KKR’s approach to collateral differs by investment type, however all methods involve granular analysis. For Portfolio Acquisitions, KKR reviews individual loan attributes and analyzes factors such as historical delinquency roll rates, loss to liquidation, and borrower characteristics. Ongoing dialogue with banks shapes leverage assumptions, impacting projected returns. For Platform Investments and Associated Asset Flows, the team assesses historical default rates, loss, recovery, prepayment, and other inherent risks. For asset originators or aggregators, considerations include the cost to originate/aggregate, overhead, alignment of principals, compensation, and the deployment timeframe to reach scale. For Structured Investments, KKR stresses the structure with various deterioration scenarios and ensures a margin of safety by referencing historical distress periods.

 

Optio

Optio acts on opportunities where current financing possibilities are inefficient and aims to partner with sustainable businesses, where they enable asset partners to accelerate their green transition journeys through capital management. Optio analyses each funding opportunity on an individual basis and undertakes detailed due diligence on a number of factors including:

1.      asset partner specifics such as market position, management, customer base, financing objectives and strategic plan;

2.      asset pool specifics such as underwriting, historic delinquency and default experience, recoveries and servicing;

3.      proposed funding structure specifics such as legal framework, covenant package, risk allocation (e.g. credit/ financial/ market/ asset) and operational impact.

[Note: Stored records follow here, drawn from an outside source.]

//! Marker placement (§4.2.2): overlays pending markers onto a chunk's
//! status vector, using a `searchsorted`-style index lookup to place each
//! marker at the sample whose timestamp is closest, and keeping markers
//! whose timestamp falls after the chunk pending for the next one.

use std::collections::VecDeque;

use parking_lot::Mutex;
use serde::Serialize;

use crate::logger::Logger;
use crate::types::{Marker, MarkerKind};

#[derive(Debug, Serialize)]
pub struct MarkerLogEntry {
    pub timestamp: f64,
    pub received_at: f64,
    pub code: i32,
    pub index: Option<usize>,
    pub chunk_relative_timestamp: f64,
}

struct State {
    pending: VecDeque<Marker>,
    current_switch_code: i32,
}

/// The pending-marker queue plus the currently-active switch code, guarded
/// by a single `parking_lot::Mutex` (per the concurrency model's marker
/// lock).
pub struct MarkerQueue {
    state: Mutex<State>,
}

impl MarkerQueue {
    pub fn new() -> Self {
        Self {
            state: Mutex::new(State {
                pending: VecDeque::new(),
                current_switch_code: 0,
            }),
        }
    }

    /// Enqueue a marker submitted by the client (or a device's own marker
    /// path, for devices that don't mark in hardware).
    pub fn submit(&self, marker: Marker) {
        self.state.lock().pending.push_back(marker);
    }

    pub fn discard_all(&self) {
        self.state.lock().pending.clear();
    }

    /// Overlay pending markers onto a chunk's timestamps (relative to T0),
    /// returning the resulting status vector. `t0` is the recorder's epoch
    /// origin, needed to convert each marker's absolute epoch timestamp into
    /// the same T0-relative frame the chunk timestamps are already in.
    /// Markers placed or deferred are appended to `log` when present.
    pub fn apply(&self, timestamps: &[f64], t0: f64, log: Option<&mut Logger<MarkerLogEntry>>) -> Vec<i32> {
        let mut state = self.state.lock();
        let n = timestamps.len();

        let mut status = if state.current_switch_code != 0 {
            vec![state.current_switch_code; n]
        } else {
            vec![0; n]
        };

        let due: Vec<Marker> = std::mem::take(&mut state.pending).into_iter().collect();
        let mut still_pending = VecDeque::new();

        for m in due {
            let idx = searchsorted(timestamps, m.timestamp - t0);

            let placed_index = if idx >= n {
                still_pending.push_back(m);
                None
            } else {
                let place_at = idx;
                match m.kind {
                    MarkerKind::Trigger => status[place_at] = m.code,
                    MarkerKind::Switch => {
                        for s in status.iter_mut().skip(place_at) {
                            *s = m.code;
                        }
                        state.current_switch_code = m.code;
                    }
                }
                Some(place_at)
            };

            if let Some(logger) = log.as_deref_mut() {
                let chunk_relative_timestamp = timestamps.first().copied().unwrap_or(0.0);
                let _ = logger.add(MarkerLogEntry {
                    timestamp: m.timestamp,
                    received_at: m.received_at,
                    code: m.code,
                    index: placed_index,
                    chunk_relative_timestamp,
                });
            }
        }

        state.pending = still_pending;
        status
    }
}

impl Default for MarkerQueue {
    fn default() -> Self {
        Self::new()
    }
}

/// Index of the first element `>= value`, as `numpy.searchsorted` with the
/// default `side='left'` behaves on a sorted array.
fn searchsorted(sorted: &[f64], value: f64) -> usize {
    sorted.partition_point(|&t| t < value)
}

#[cfg(test)]
mod tests {
    use super::*;

    #[test]
    fn trigger_marks_a_single_sample() {
        let queue = MarkerQueue::new();
        queue.submit(Marker::new(7, MarkerKind::Trigger, 1.0015, 1.0));
        let timestamps: Vec<f64> = (0..5).map(|i| 1.0 + i as f64 * 0.001).collect();
        let status = queue.apply(&timestamps, 0.0, None);
        assert_eq!(status.iter().filter(|&&s| s == 7).count(), 1);
        assert_eq!(status.iter().filter(|&&s| s == 0).count(), 4);
    }

    #[test]
    fn switch_marker_persists_until_next_switch() {
        let queue = MarkerQueue::new();
        queue.submit(Marker::new(3, MarkerKind::Switch, 1.002, 1.0));
        let timestamps: Vec<f64> = (0..5).map(|i| 1.0 + i as f64 * 0.001).collect();
        let status = queue.apply(&timestamps, 0.0, None);
        assert_eq!(status, vec![0, 0, 3, 3, 3]);

        let next_timestamps: Vec<f64> = (0..5).map(|i| 1.005 + i as f64 * 0.001).collect();
        let next_status = queue.apply(&next_timestamps, 0.0, None);
        assert_eq!(next_status, vec![3, 3, 3, 3, 3]);
    }

    #[test]
    fn future_timestamp_marker_stays_pending() {
        let queue = MarkerQueue::new();
        queue.submit(Marker::new(9, MarkerKind::Trigger, 100.0, 1.0));
        let timestamps: Vec<f64> = (0..5).map(|i| 1.0 + i as f64 * 0.001).collect();
        let status = queue.apply(&timestamps, 0.0, None);
        assert_eq!(status, vec![0; 5]);

        let later_timestamps = vec![100.0005];
        let status = queue.apply(&later_timestamps, 0.0, None);
        assert_eq!(status, vec![9]);
    }

    #[test]
    fn past_timestamp_is_clamped_to_index_zero() {
        let queue = MarkerQueue::new();
        queue.submit(Marker::new(5, MarkerKind::Trigger, 0.0, 1.0));
        let timestamps: Vec<f64> = (0..5).map(|i| 1.0 + i as f64 * 0.001).collect();
        let status = queue.apply(&timestamps, 0.0, None);
        assert_eq!(status[0], 5);
    }

    #[test]
    fn marker_timestamp_is_offset_by_t0_before_placement() {
        // The marker carries an absolute epoch timestamp; with the
        // recorder's T0 at 1000.0 it should land at chunk-relative 1.0015,
        // same as the un-offset case above.
        let timestamps: Vec<f64> = (0..5).map(|i| 1.0 + i as f64 * 0.001).collect();

        let queue = MarkerQueue::new();
        queue.submit(Marker::new(7, MarkerKind::Trigger, 1000.0 + 1.0015, 1000.0));
        let status = queue.apply(&timestamps, 1000.0, None);
        assert_eq!(status.iter().filter(|&&s| s == 7).count(), 1);

        // Without subtracting T0, the marker would look 1000s in the future
        // and stay pending forever.
        let wrong_t0_queue = MarkerQueue::new();
        wrong_t0_queue.submit(Marker::new(7, MarkerKind::Trigger, 1000.0 + 1.0015, 1000.0));
        let status_wrong_t0 = wrong_t0_queue.apply(&timestamps, 0.0, None);
        assert_eq!(status_wrong_t0, vec![0; 5]);
    }
}
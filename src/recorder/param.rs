//! The Recorder's own settable parameters, common to every device. Each
//! device may additionally accept device-specific parameters, handled by its
//! `DeviceDriver::set_parameter`/`get_parameter`, with untyped `(name,
//! values)` pairs re-architected here as a typed enum per the "Dynamic
//! attribute parameters -> typed option struct" design note.

use crate::error::BciError;
use crate::types::{ChannelSelector, ParamValue, TimingMode};

#[derive(Debug, Clone, PartialEq)]
pub enum RecorderParam {
    BdfFile(String),
    TimingMode(TimingMode),
    BufferSizeSeconds(f64),
    ChannelNames(Vec<String>),
    TargetChannels(Vec<ChannelSelector>),
}

impl RecorderParam {
    /// Parse a `(name, values)` pair into a typed parameter, or `None` if
    /// `name` isn't one of the Recorder's own parameters (the caller should
    /// then try the device-specific parameter set).
    pub fn parse(name: &str, values: &[ParamValue]) -> Result<Option<Self>, BciError> {
        match name {
            "bdf_file" => {
                let path = values
                    .first()
                    .ok_or_else(|| BciError::device("invalid value for BDF file"))?
                    .as_str()?;
                Ok(Some(RecorderParam::BdfFile(path.to_string())))
            }
            "timing_mode" => {
                let raw = values
                    .first()
                    .ok_or_else(|| BciError::device("missing value for timing_mode"))?
                    .as_str()?;
                let mode = TimingMode::parse(raw)
                    .ok_or_else(|| BciError::device("invalid timing_mode for device"))?;
                Ok(Some(RecorderParam::TimingMode(mode)))
            }
            "buffer_size_seconds" => {
                let secs = values
                    .first()
                    .ok_or_else(|| BciError::device("invalid value for buffer size"))?
                    .as_f64()?;
                if secs <= 0.0 {
                    return Err(BciError::device("invalid value for buffer size"));
                }
                Ok(Some(RecorderParam::BufferSizeSeconds(secs)))
            }
            "channel_names" => {
                let mut names = Vec::with_capacity(values.len());
                for v in values {
                    names.push(v.as_str()?.to_string());
                }
                Ok(Some(RecorderParam::ChannelNames(names)))
            }
            "target_channels" => {
                if values.is_empty() {
                    return Err(BciError::device("specify at least one target channel"));
                }
                let mut selectors = Vec::with_capacity(values.len());
                for v in values {
                    let selector = match v {
                        ParamValue::Int(i) => ChannelSelector::Index(*i as usize),
                        ParamValue::Str(name) => ChannelSelector::Name(name.clone()),
                        _ => {
                            return Err(BciError::device(
                                "invalid channel index or name, please use integers or strings",
                            ))
                        }
                    };
                    selectors.push(selector);
                }
                Ok(Some(RecorderParam::TargetChannels(selectors)))
            }
            _ => Ok(None),
        }
    }
}

#[cfg(test)]
mod tests {
    use super::*;

    #[test]
    fn parses_timing_mode() {
        let parsed = RecorderParam::parse("timing_mode", &[ParamValue::Str("fixed".to_string())])
            .unwrap()
            .unwrap();
        assert_eq!(parsed, RecorderParam::TimingMode(TimingMode::Fixed));
    }

    #[test]
    fn rejects_unknown_timing_mode() {
        let err = RecorderParam::parse("timing_mode", &[ParamValue::Str("bogus".to_string())]).unwrap_err();
        assert_eq!(err.code(), 0);
    }

    #[test]
    fn unknown_name_returns_none() {
        assert!(RecorderParam::parse("not_a_param", &[]).unwrap().is_none());
    }
}
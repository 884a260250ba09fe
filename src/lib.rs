pub mod background_reader;
pub mod classifier;
pub mod config;
pub mod device;
pub mod engine;
pub mod error;
pub mod logger;
pub mod protocol;
pub mod recorder;
pub mod sink;
pub mod types;

pub use classifier::{BoundaryClassifier, ClassifierPlugin, ClassifierState, ClassifierStateMachine};
pub use config::{load_config, load_config_or_default, AppConfig};
pub use device::{Biosemi, DeviceDriver, Emulator};
pub use engine::Engine;
pub use error::BciError;
pub use logger::Logger;
pub use recorder::{MarkerLogEntry, Recorder, RecorderParam};
pub use sink::{EngineEvent, EventSink};
pub use types::{ChannelSelector, Marker, MarkerKind, ParamValue, Sample, TimingMode};
//! Signal generator device, used for development and testing without real
//! hardware. Can optionally play back a previously recorded BDF dump instead
//! of generating random samples.

use std::io::Read;
use std::time::{Duration, Instant};

use crate::error::BciError;
use crate::recorder::bdf::BdfReader;
use crate::types::ParamValue;

use super::{DeviceDriver, Frame};

const SYNC_BYTE: u8 = 0xAA;

pub struct Emulator {
    sample_rate: f64,
    nchannels: usize,
    calibration_time_secs: f64,
    physical_min: f64,
    physical_max: f64,
    digital_min: i32,
    digital_max: i32,
    channel_names: Vec<String>,
    bdf_playback_file: Option<String>,
    running: bool,
}

impl Emulator {
    pub fn new(sample_rate: f64, nchannels: usize) -> Self {
        Self {
            sample_rate,
            nchannels,
            calibration_time_secs: 10.0,
            physical_min: -625.0,
            physical_max: 624.0,
            digital_min: 0,
            digital_max: 4094,
            channel_names: (0..nchannels).map(|x| format!("channel {x:02}")).collect(),
            bdf_playback_file: None,
            running: false,
        }
    }

    fn frame_size_for(nchannels: usize) -> usize {
        // sync byte + seq byte + i16 per channel + i16 status
        2 + nchannels * 2 + 2
    }
}

impl DeviceDriver for Emulator {
    fn open(&mut self) -> Result<Box<dyn Read + Send>, BciError> {
        self.running = true;
        if let Some(path) = self.bdf_playback_file.clone() {
            let reader = BdfReader::open(&path)?;
            self.nchannels = reader.nchannels();
            self.sample_rate = reader.sample_rate();
            self.channel_names = reader.channel_labels();
            Ok(Box::new(reader))
        } else {
            Ok(Box::new(EmulatorStream::new(self.sample_rate, self.nchannels)))
        }
    }

    fn close(&mut self) -> Result<(), BciError> {
        self.running = false;
        Ok(())
    }

    fn frame_size(&self) -> usize {
        Self::frame_size_for(self.nchannels)
    }

    fn decode_frame(&self, raw: &[u8]) -> Option<Frame> {
        decode_frame_bytes(raw, self.nchannels)
    }

    fn sync_byte(&self) -> u8 {
        SYNC_BYTE
    }

    fn sample_rate(&self) -> f64 {
        self.sample_rate
    }

    fn nchannels(&self) -> usize {
        self.nchannels
    }

    fn channel_labels(&self) -> Vec<String> {
        self.channel_names.clone()
    }

    fn physical_min(&self) -> f64 {
        self.physical_min
    }

    fn physical_max(&self) -> f64 {
        self.physical_max
    }

    fn digital_min(&self) -> i32 {
        self.digital_min
    }

    fn digital_max(&self) -> i32 {
        self.digital_max
    }

    fn calibration_time_secs(&self) -> f64 {
        self.calibration_time_secs
    }

    fn set_parameter(&mut self, name: &str, values: &[ParamValue]) -> Result<bool, BciError> {
        match name {
            "bdf_playback_file" => {
                if self.running {
                    return Err(BciError::device("cannot change parameter: device is already opened"));
                }
                let path = values
                    .first()
                    .ok_or_else(|| BciError::device("invalid value for bdf_playback_file"))?
                    .as_str()?;
                self.bdf_playback_file = Some(path.to_string());
                Ok(true)
            }
            "sample_rate" => {
                if self.bdf_playback_file.is_some() {
                    return Err(BciError::device("cannot change sample rate when reading from BDF file"));
                }
                self.sample_rate = values
                    .first()
                    .ok_or_else(|| BciError::device("invalid value for sample rate"))?
                    .as_f64()?;
                Ok(true)
            }
            "nchannels" => {
                if self.bdf_playback_file.is_some() {
                    return Err(BciError::device("cannot change number of channels when reading from BDF file"));
                }
                let n = values
                    .first()
                    .ok_or_else(|| BciError::device("invalid value for number of channels"))?
                    .as_i64()?;
                if n <= 0 {
                    return Err(BciError::device("invalid value for number of channels"));
                }
                self.nchannels = n as usize;
                self.channel_names = (0..self.nchannels).map(|x| format!("channel {x:02}")).collect();
                Ok(true)
            }
            _ => Ok(false),
        }
    }

    fn get_parameter(&self, name: &str) -> Option<ParamValue> {
        match name {
            "bdf_playback_file" => self.bdf_playback_file.clone().map(ParamValue::Str),
            "sample_rate" => Some(ParamValue::Float(self.sample_rate)),
            _ => None,
        }
    }
}

fn decode_frame_bytes(raw: &[u8], nchannels: usize) -> Option<Frame> {
    if raw.len() < 2 + nchannels * 2 + 2 || raw[0] != SYNC_BYTE {
        return None;
    }
    let seq = raw[1] as u32;
    let mut channels = Vec::with_capacity(nchannels);
    for c in 0..nchannels {
        let lo = raw[2 + c * 2];
        let hi = raw[2 + c * 2 + 1];
        channels.push(i16::from_le_bytes([lo, hi]) as i32);
    }
    let status_off = 2 + nchannels * 2;
    let status = i16::from_le_bytes([raw[status_off], raw[status_off + 1]]) as i32;
    Some(Frame { seq, channels, status })
}

/// Generates random frames paced to `sample_rate`, sleeping between chunks
/// so throughput tracks real time instead of running as fast as possible.
struct EmulatorStream {
    sample_rate: f64,
    nchannels: usize,
    digital_min: i32,
    digital_max: i32,
    start: Instant,
    samples_emitted: u64,
    seq: u8,
    rng_state: u64,
}

impl EmulatorStream {
    fn new(sample_rate: f64, nchannels: usize) -> Self {
        Self {
            sample_rate,
            nchannels,
            digital_min: 0,
            digital_max: 4094,
            start: Instant::now(),
            samples_emitted: 0,
            seq: 0,
            rng_state: 0x2545F4914F6CDD1D,
        }
    }

    fn next_rand(&mut self) -> i32 {
        // xorshift64*, fast and dependency-free; sample values are noise, not
        // cryptographically meaningful.
        let mut x = self.rng_state;
        x ^= x << 13;
        x ^= x >> 7;
        x ^= x << 17;
        self.rng_state = x;
        let span = (self.digital_max - self.digital_min + 1) as u64;
        self.digital_min + (x % span) as i32
    }
}

impl Read for EmulatorStream {
    fn read(&mut self, buf: &mut [u8]) -> std::io::Result<usize> {
        let frame_size = 2 + self.nchannels * 2 + 2;
        if buf.len() < frame_size {
            return Ok(0);
        }

        let pending = loop {
            let elapsed = self.start.elapsed().as_secs_f64();
            let target = (elapsed * self.sample_rate) as u64;
            let pending = target.saturating_sub(self.samples_emitted);
            if pending > 0 {
                break pending;
            }
            std::thread::sleep(Duration::from_millis(1));
        };

        let max_frames = buf.len() / frame_size;
        let n = pending.min(max_frames as u64) as usize;

        for i in 0..n {
            let off = i * frame_size;
            buf[off] = SYNC_BYTE;
            buf[off + 1] = self.seq;
            self.seq = self.seq.wrapping_add(1);
            for c in 0..self.nchannels {
                let v = self.next_rand() as i16;
                let bytes = v.to_le_bytes();
                buf[off + 2 + c * 2] = bytes[0];
                buf[off + 2 + c * 2 + 1] = bytes[1];
            }
            let status_off = off + 2 + self.nchannels * 2;
            buf[status_off] = 0;
            buf[status_off + 1] = 0;
        }

        self.samples_emitted += n as u64;
        Ok(n * frame_size)
    }
}

#[cfg(test)]
mod tests {
    use super::*;

    #[test]
    fn decodes_a_well_formed_frame() {
        let mut raw = vec![SYNC_BYTE, 5];
        raw.extend_from_slice(&100i16.to_le_bytes());
        raw.extend_from_slice(&(-50i16).to_le_bytes());
        raw.extend_from_slice(&0i16.to_le_bytes());

        let frame = decode_frame_bytes(&raw, 2).unwrap();
        assert_eq!(frame.seq, 5);
        assert_eq!(frame.channels, vec![100, -50]);
        assert_eq!(frame.status, 0);
    }

    #[test]
    fn rejects_frame_without_sync_byte() {
        let raw = vec![0x00, 5, 0, 0, 0, 0, 0, 0];
        assert!(decode_frame_bytes(&raw, 2).is_none());
    }

    #[test]
    fn emulator_stream_paces_to_sample_rate() {
        let mut stream = EmulatorStream::new(1000.0, 4);
        let frame_size = 2 + 4 * 2 + 2;
        let mut buf = vec![0u8; frame_size * 4];
        let n = stream.read(&mut buf).unwrap();
        assert_eq!(n % frame_size, 0);
        assert!(n / frame_size <= 4);
    }
}
//! Message-passing glue between the Engine and its Recorder/Classifier.
//!
//! Rather than have the Recorder and Classifier call back directly into the
//! Engine (which would mean all three holding references to each other),
//! each component is instead handed a cloneable `EventSink` and never learns
//! who is listening on the other end.

use crossbeam_channel::Sender;

/// An event a Recorder or Classifier wants reported to the connected client.
#[derive(Debug, Clone)]
pub enum EngineEvent {
    Mode(String),
    Result { tokens: Vec<crate::types::ParamValue>, timestamp: Option<f64> },
    Error { code: u16, message: String },
}

/// A cloneable handle components use to push events toward the client
/// without holding a reference back to the Engine.
#[derive(Clone)]
pub struct EventSink {
    tx: Sender<EngineEvent>,
}

impl EventSink {
    pub fn new(tx: Sender<EngineEvent>) -> Self {
        Self { tx }
    }

    pub fn mode(&self, mode: impl Into<String>) {
        let _ = self.tx.send(EngineEvent::Mode(mode.into()));
    }

    pub fn result(&self, tokens: Vec<crate::types::ParamValue>, timestamp: Option<f64>) {
        let _ = self.tx.send(EngineEvent::Result { tokens, timestamp });
    }

    pub fn error(&self, e: crate::error::BciError) {
        let _ = self.tx.send(EngineEvent::Error {
            code: e.code(),
            message: e.message(),
        });
    }
}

In addition to the above, Optio models and analyses asset performance under a number of both short and long term stress scenarios.

 

Clear Haven

The question depends a bit on the type of asset, however track record, loss performance, profitability, and how the asset is expected to perform in GFC-type scenarios are all important factors. After determining the attractiveness of the asset itself, additional work must be done around regulatory considerations, structural limitations of the facility, financial strength of the originator, and operational/servicing redundancy. For the latter in particular, the ability to service the asset and control cash flow is critical in evaluating the risk of loss in a distressed scenario, which may be a macro or counterparty-specific event.

 

Question 3.  What underlying sub-asset classes does the Asset Based-Lending investable universe consist of, in your view?

 

KKR

KKR categorizes the ABF opportunity set into four sectors: Consumer / Mortgage Finance (e.g., auto lending, residential loans, and other secured lending segments), Commercial Finance (e.g., SME business loans and receivables financing), Hard Assets (e.g., aircraft leasing and green energy), and Contractual Cash Flows (e.g., intellectual property and royalties). While many ABF investors may focus on a single segment or geographic region, we think this approach sacrifices some of the most important diversification benefits of a global, multi-asset approach. It's essential to note, however, that these four segments do not represent the entirety of the ABF market (although a substantial majority), and certain areas of asset-based lending are not within the focus scope for KKR ABF (e.g., payday lending).

 

Optio

Optio is focused on lending to hard assets that generate a current cash flow from a diversified pool of consumers and/ or businesses.

 

Clear Haven

Clear Haven primarily operates with Consumer Finance (installment lending, auto, student lending, mortgage, credit cards, etc) and Commercial/SME Finance (installment lending, charge cards, invoice factoring, equipment finance, royalties, etc). Other categories would include Hard-Asset Finance (vessels, engines, aviation), Esoteric Assets (IP, litigation finance), and Commercial Real Estate Finance.